Засуетилась жена моя, отыскивая в комнате место, куда бы поставить эту «коробку шайтанов», как нарекли телевизор сельские старушки. Дети все ворвались и уселись на ковер, прижавшись друг к другу. Антенну я подключил к соседской. Над крышей соседа поднялся этот высокий крест. Включил телевизор, раздался щелчок и заговорил, засветился в моем доме этот голубой экран. Началась передача… Оставив детей, я вышел к жене, передал ей оставшиеся деньги и говорю:
— А ведь и тебе там выписали, жена.
— А я получила.
— Когда?
— Я только что оттуда, даже неловко, но эти студенты настояли. Знаешь, сколько я получила? Ты даже не представляешь, — шестьдесят восемь! Как здорово!

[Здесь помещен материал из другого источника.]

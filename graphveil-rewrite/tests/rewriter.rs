//! End-to-end rewriter scenarios over an illustrative dataset:
//! `ex:Doctor` a subclass of `ex:Person`, `ex:hasSalary` an integer
//! attribute, `ex:name` a string attribute, `ex:worksWith` an edge
//! between persons.

use graphveil_core::{Term, Var};
use graphveil_graph::{Graph, SchemaView};
use graphveil_policy::PolicyStore;
use graphveil_rewrite::{RewriteOutcome, Rewriter};
use graphveil_sparql::ast::{
    BinaryOp, Expression, Filter, Projection, Query, TriplePattern,
};
use graphveil_sparql::parse_query;

const EX: &str = "http://example.org/";

fn dataset() -> Graph {
    Graph::parse_turtle(
        "@prefix ex: <http://example.org/> .\n\
         @prefix rdfs: <http://www.w3.org/2000/01/rdf-schema#> .\n\
         @prefix xsd: <http://www.w3.org/2001/XMLSchema#> .\n\
         ex:Doctor rdfs:subClassOf ex:Person .\n\
         ex:name rdfs:domain ex:Person ; rdfs:range xsd:string .\n\
         ex:hasSalary rdfs:domain ex:Person ; rdfs:range xsd:integer .\n\
         ex:worksWith rdfs:domain ex:Person ; rdfs:range ex:Person .\n\
         ex:alice a ex:Person ; ex:name \"Alice\" ; ex:hasSalary 5000 ;\n\
             ex:worksWith ex:carol .\n\
         ex:bob a ex:Person ; ex:name \"Bob\" ; ex:hasSalary 800 .\n\
         ex:carol a ex:Doctor ; ex:name \"Carol\" ; ex:hasSalary 9000 .\n",
    )
    .unwrap()
}

fn rewrite(policy_json: &str, query: &str, user: &str) -> RewriteOutcome {
    let graph = dataset();
    let schema = SchemaView::from_graph(&graph);
    let policy = PolicyStore::from_json_str(policy_json).unwrap();
    let query = parse_query(query).unwrap();
    Rewriter::new(&graph, &schema, &policy, user).rewrite(&query)
}

fn ex(local: &str) -> Term {
    Term::iri(format!("{EX}{local}"))
}

#[test]
fn node_class_denial_adds_not_exists() {
    // Guests may not see doctors
    let outcome = rewrite(
        r#"[{"constraint": "node", "user": "guest",
             "node-type": "http://example.org/Doctor"}]"#,
        "PREFIX ex: <http://example.org/>\nSELECT ?x ?n WHERE { ?x ex:name ?n }",
        "guest",
    );

    assert!(outcome.node_applied);
    let expected = Filter::new(Expression::not_exists(TriplePattern::rdf_type(
        Term::var("x"),
        ex("Doctor"),
    )));
    assert_eq!(outcome.query.pattern.filters, vec![expected]);
    assert_eq!(outcome.query.pattern.triples.len(), 1);
}

#[test]
fn node_instance_denial_drops_triples() {
    // The subject constant itself is forbidden
    let outcome = rewrite(
        r#"[{"constraint": "node", "user": "guest",
             "node-type": "http://example.org/Person",
             "nodes": ["http://example.org/alice"]}]"#,
        "PREFIX ex: <http://example.org/>\nSELECT ?n WHERE { ex:alice ex:name ?n }",
        "guest",
    );

    assert!(outcome.node_applied);
    assert!(outcome.query.pattern.triples.is_empty());
    assert_eq!(outcome.query.projection, Projection::Vars(vec![]));
}

#[test]
fn node_instance_denial_filters_variable() {
    // Instance-level denial on a variable becomes NOT IN
    let outcome = rewrite(
        r#"[{"constraint": "node", "user": "guest",
             "node-type": "http://example.org/Person",
             "nodes": ["http://example.org/alice"]}]"#,
        "PREFIX ex: <http://example.org/>\nSELECT ?x ?n WHERE { ?x ex:name ?n }",
        "guest",
    );

    assert!(outcome.node_applied);
    assert_eq!(outcome.query.pattern.filters.len(), 1);
    match &outcome.query.pattern.filters[0].expr {
        Expression::In { negated, list, .. } => {
            assert!(*negated);
            assert_eq!(list.len(), 1);
        }
        other => panic!("expected NOT IN filter, got {other}"),
    }
}

#[test]
fn node_denial_of_all_types_drops_variable_triples() {
    // Every candidate type of ?x is denied at class level
    let outcome = rewrite(
        r#"[{"constraint": "node", "user": "guest",
             "node-type": "http://example.org/Person"},
            {"constraint": "node", "user": "guest",
             "node-type": "http://example.org/Doctor"}]"#,
        "PREFIX ex: <http://example.org/>\nSELECT ?x ?n WHERE { ?x ex:name ?n }",
        "guest",
    );

    assert!(outcome.node_applied);
    assert!(outcome.query.pattern.triples.is_empty());
    assert!(outcome.query.pattern.filters.is_empty());
}

#[test]
fn attribute_comparison_on_variable_adds_filter() {
    // Guests see only salaries below 1000
    let outcome = rewrite(
        r#"[{"constraint": "attribute", "user": "guest",
             "subject-type": "http://example.org/Person",
             "predicate": "http://example.org/hasSalary",
             "symbol": "<", "object-type": "integer", "values": ["1000"]}]"#,
        "PREFIX ex: <http://example.org/>\nSELECT ?s ?v WHERE { ?s ex:hasSalary ?v }",
        "guest",
    );

    assert!(outcome.attribute_applied);
    assert_eq!(
        outcome.query.pattern.filters,
        vec![Filter::new(Expression::compare(
            BinaryOp::Lt,
            Var::new("v"),
            graphveil_core::NodeValue::integer("1000"),
        ))]
    );
}

#[test]
fn attribute_violating_literal_drops_triple() {
    // The ground literal 5000 violates < 1000
    let outcome = rewrite(
        r#"[{"constraint": "attribute", "user": "guest",
             "subject-type": "http://example.org/Person",
             "predicate": "http://example.org/hasSalary",
             "symbol": "<", "object-type": "integer", "values": ["1000"]}]"#,
        "PREFIX ex: <http://example.org/>\nSELECT * WHERE { ex:alice ex:hasSalary 5000 }",
        "guest",
    );

    assert!(outcome.attribute_applied);
    assert!(outcome.query.pattern.triples.is_empty());
}

#[test]
fn attribute_permitted_literal_untouched() {
    let outcome = rewrite(
        r#"[{"constraint": "attribute", "user": "guest",
             "subject-type": "http://example.org/Person",
             "predicate": "http://example.org/hasSalary",
             "symbol": "<", "object-type": "integer", "values": ["1000"]}]"#,
        "PREFIX ex: <http://example.org/>\nSELECT * WHERE { ex:bob ex:hasSalary 800 }",
        "guest",
    );

    assert!(!outcome.attribute_applied);
    assert_eq!(outcome.query.pattern.triples.len(), 1);
}

#[test]
fn filter_merge_contradiction_elides_triple() {
    // The query keeps ?v > 1000 while the policy demands ?v < 500
    let outcome = rewrite(
        r#"[{"constraint": "attribute", "user": "guest",
             "subject-type": "http://example.org/Person",
             "predicate": "http://example.org/hasSalary",
             "symbol": "<", "object-type": "integer", "values": ["500"]}]"#,
        "PREFIX ex: <http://example.org/>\n\
         SELECT ?s ?v WHERE { ?s ex:hasSalary ?v . FILTER (?v > 1000) }",
        "guest",
    );

    // No triple with ?v as object survives the contradiction
    assert!(outcome.query.pattern.triples.is_empty());
    assert!(outcome.query.pattern.filters.is_empty());
}

#[test]
fn filter_merge_tightens_to_single_filter() {
    // The query's >= 100 merges with the policy's < 1000
    let outcome = rewrite(
        r#"[{"constraint": "attribute", "user": "guest",
             "subject-type": "http://example.org/Person",
             "predicate": "http://example.org/hasSalary",
             "symbol": "<", "object-type": "integer", "values": ["1000"]}]"#,
        "PREFIX ex: <http://example.org/>\n\
         SELECT ?s ?v WHERE { ?s ex:hasSalary ?v . FILTER (?v >= 100) }",
        "guest",
    );

    assert_eq!(
        outcome.query.pattern.filters,
        vec![Filter::new(Expression::and(
            Expression::compare(
                BinaryOp::Ge,
                Var::new("v"),
                graphveil_core::NodeValue::integer("100"),
            ),
            Expression::compare(
                BinaryOp::Lt,
                Var::new("v"),
                graphveil_core::NodeValue::integer("1000"),
            ),
        ))]
    );
}

#[test]
fn attribute_between_adds_two_merged_bounds() {
    let outcome = rewrite(
        r#"[{"constraint": "attribute", "user": "guest",
             "subject-type": "http://example.org/Person",
             "predicate": "http://example.org/hasSalary",
             "symbol": "between", "object-type": "integer",
             "values": ["100", "2000"]}]"#,
        "PREFIX ex: <http://example.org/>\nSELECT ?s ?v WHERE { ?s ex:hasSalary ?v }",
        "guest",
    );

    // The two bounds merge into one conjunction on ?v
    assert_eq!(
        outcome.query.pattern.filters,
        vec![Filter::new(Expression::and(
            Expression::compare(
                BinaryOp::Ge,
                Var::new("v"),
                graphveil_core::NodeValue::integer("100"),
            ),
            Expression::compare(
                BinaryOp::Le,
                Var::new("v"),
                graphveil_core::NodeValue::integer("2000"),
            ),
        ))]
    );
}

#[test]
fn attribute_deny_read_drops_ground_predicate_triple() {
    let outcome = rewrite(
        r#"[{"constraint": "attribute", "user": "guest",
             "subject-type": "http://example.org/Person",
             "predicate": "http://example.org/hasSalary",
             "symbol": "X"}]"#,
        "PREFIX ex: <http://example.org/>\n\
         SELECT ?s ?v ?n WHERE { ?s ex:hasSalary ?v ; ex:name ?n }",
        "guest",
    );

    assert!(outcome.attribute_applied);
    assert_eq!(outcome.query.pattern.triples.len(), 1);
    assert_eq!(outcome.query.pattern.triples[0].predicate, ex("name"));
    match &outcome.query.projection {
        Projection::Vars(vars) => {
            let names: Vec<_> = vars.iter().map(|p| p.alias().clone()).collect();
            assert_eq!(names, vec![Var::new("s"), Var::new("n")]);
        }
        other => panic!("expected explicit projection, got {other:?}"),
    }
}

#[test]
fn predicate_absolute_denial_drops_triple() {
    let outcome = rewrite(
        r#"[{"constraint": "predicate", "user": "guest",
             "subject-type": "http://example.org/Person",
             "predicate": "http://example.org/worksWith",
             "object-type": "http://example.org/Doctor"},
            {"constraint": "predicate", "user": "guest",
             "subject-type": "http://example.org/Person",
             "predicate": "http://example.org/worksWith",
             "object-type": "http://example.org/Person"}]"#,
        "PREFIX ex: <http://example.org/>\nSELECT ?a ?b WHERE { ?a ex:worksWith ?b }",
        "guest",
    );

    // Both candidate object types are absolutely denied
    assert!(outcome.predicate_applied);
    assert!(outcome.query.pattern.triples.is_empty());
}

#[test]
fn predicate_subject_scoped_denial_filters_variable() {
    let outcome = rewrite(
        r#"[{"constraint": "predicate", "user": "guest",
             "subject-type": "http://example.org/Person",
             "predicate": "http://example.org/worksWith",
             "object-type": "http://example.org/Doctor",
             "subjects": ["http://example.org/alice"]}]"#,
        "PREFIX ex: <http://example.org/>\nSELECT ?a ?b WHERE { ?a ex:worksWith ?b }",
        "guest",
    );

    assert!(outcome.predicate_applied);
    assert_eq!(outcome.query.pattern.filters.len(), 1);
    match &outcome.query.pattern.filters[0].expr {
        Expression::In { negated, .. } => assert!(*negated),
        other => panic!("expected NOT IN filter, got {other}"),
    }
}

#[test]
fn empty_policy_is_identity() {
    // An empty policy changes nothing at all
    let query_str = "PREFIX ex: <http://example.org/>\n\
         SELECT DISTINCT ?x ?n WHERE { ?x ex:name ?n . FILTER (?n != \"Bob\") }\n\
         ORDER BY ?n LIMIT 5";
    let outcome = rewrite("[]", query_str, "guest");

    let original: Query = parse_query(query_str).unwrap();
    assert_eq!(outcome.query, original);
    assert!(!outcome.node_applied);
    assert!(!outcome.predicate_applied);
    assert!(!outcome.attribute_applied);
}

#[test]
fn rewrite_is_idempotent() {
    // Rewriting the rewritten query changes nothing
    let policy_json = r#"[
        {"constraint": "node", "user": "guest",
         "node-type": "http://example.org/Doctor"},
        {"constraint": "attribute", "user": "guest",
         "subject-type": "http://example.org/Person",
         "predicate": "http://example.org/hasSalary",
         "symbol": "<", "object-type": "integer", "values": ["1000"]}
    ]"#;
    let query_str = "PREFIX ex: <http://example.org/>\n\
         SELECT ?x ?n ?v WHERE { ?x ex:name ?n ; ex:hasSalary ?v }";

    let graph = dataset();
    let schema = SchemaView::from_graph(&graph);
    let policy = PolicyStore::from_json_str(policy_json).unwrap();
    let rewriter = Rewriter::new(&graph, &schema, &policy, "guest");

    let once = rewriter.rewrite(&parse_query(query_str).unwrap());
    let twice = rewriter.rewrite(&once.query);
    assert_eq!(once.query, twice.query);
}

#[test]
fn not_exists_filters_deduplicate() {
    // Two checks generating the same NOT EXISTS keep one copy
    let outcome = rewrite(
        r#"[{"constraint": "node", "user": "guest",
             "node-type": "http://example.org/Doctor"}]"#,
        "PREFIX ex: <http://example.org/>\n\
         SELECT ?x ?n ?v WHERE { ?x ex:name ?n ; ex:hasSalary ?v }",
        "guest",
    );

    let not_exists: Vec<_> = outcome
        .query
        .pattern
        .filters
        .iter()
        .filter(|f| f.is_not_exists())
        .collect();
    assert_eq!(not_exists.len(), 1);
}

#[test]
fn other_users_are_unaffected() {
    let outcome = rewrite(
        r#"[{"constraint": "node", "user": "guest",
             "node-type": "http://example.org/Doctor"}]"#,
        "PREFIX ex: <http://example.org/>\nSELECT ?x ?n WHERE { ?x ex:name ?n }",
        "admin",
    );

    assert!(!outcome.node_applied);
    assert!(outcome.query.pattern.filters.is_empty());
}

#[test]
fn solutions_are_a_subset_of_the_original() {
    // Executing the narrowed query returns a subset of the original
    // solutions, and the forbidden rows are gone
    let query_str = "PREFIX ex: <http://example.org/>\n\
         SELECT ?x ?v WHERE { ?x ex:hasSalary ?v }";
    let outcome = rewrite(
        r#"[{"constraint": "node", "user": "guest",
             "node-type": "http://example.org/Doctor"},
            {"constraint": "attribute", "user": "guest",
             "subject-type": "http://example.org/Person",
             "predicate": "http://example.org/hasSalary",
             "symbol": "<", "object-type": "integer", "values": ["1000"]}]"#,
        query_str,
        "guest",
    );

    let graph = dataset();
    let original = graphveil_graph::solve(&graph, &parse_query(query_str).unwrap().pattern);
    let narrowed = graphveil_graph::solve(&graph, &outcome.query.pattern);

    assert!(!narrowed.is_empty());
    for solution in &narrowed {
        assert!(original.contains(solution));
        // Doctors and salaries >= 1000 are filtered out
        assert_ne!(solution.get(&Var::new("x")), Some(&ex("carol")));
    }
    assert!(narrowed.len() < original.len());
}

#[test]
fn output_prints_as_valid_sparql() {
    // The narrowed query round-trips through the printer and parser
    let outcome = rewrite(
        r#"[{"constraint": "node", "user": "guest",
             "node-type": "http://example.org/Doctor"},
            {"constraint": "attribute", "user": "guest",
             "subject-type": "http://example.org/Person",
             "predicate": "http://example.org/hasSalary",
             "symbol": "<", "object-type": "integer", "values": ["1000"]}]"#,
        "PREFIX ex: <http://example.org/>\n\
         SELECT ?x ?v WHERE { ?x ex:hasSalary ?v }",
        "guest",
    );

    let printed = outcome.query.to_string();
    let reparsed = parse_query(&printed).unwrap();
    assert_eq!(outcome.query, reparsed);
}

— Очень хорошо. Ты купи себе красивое платье.
— Нет, детям надо обувь и школьную форму.
— Хорошо, жена моя, покупай что ты хочешь.
Я испытывал необыкновенное чувство удовлетворения, как будто произошло нечто такое, о чем даже мы предположить не могли.
ТУМАН, ГОВОРЯТ, СМАЗКА ДЛЯ СКАЛ
Хотя к утру и прекратился дождь, но сырой, липкий туман еще заполнял все щели и подворотни. Окутаны им были горы и ущелья, улицы и сакли. И казалось, вот-вот из подворотни этот самый туман схватит тебя и станет душить. Кто-то сказал, что туман — это вроде смазки для скал. Не знаю, зачем скалам нужна такая смазка, но одно несомненно, что при таком тумане падает настроение, сердце сжимается от тоски и ты себя чувствуешь неуютно, скованно, будто тебя вдруг лишили простора и свободы, будто тебя засунули в большой сасанидский котел и закрыли крышкой.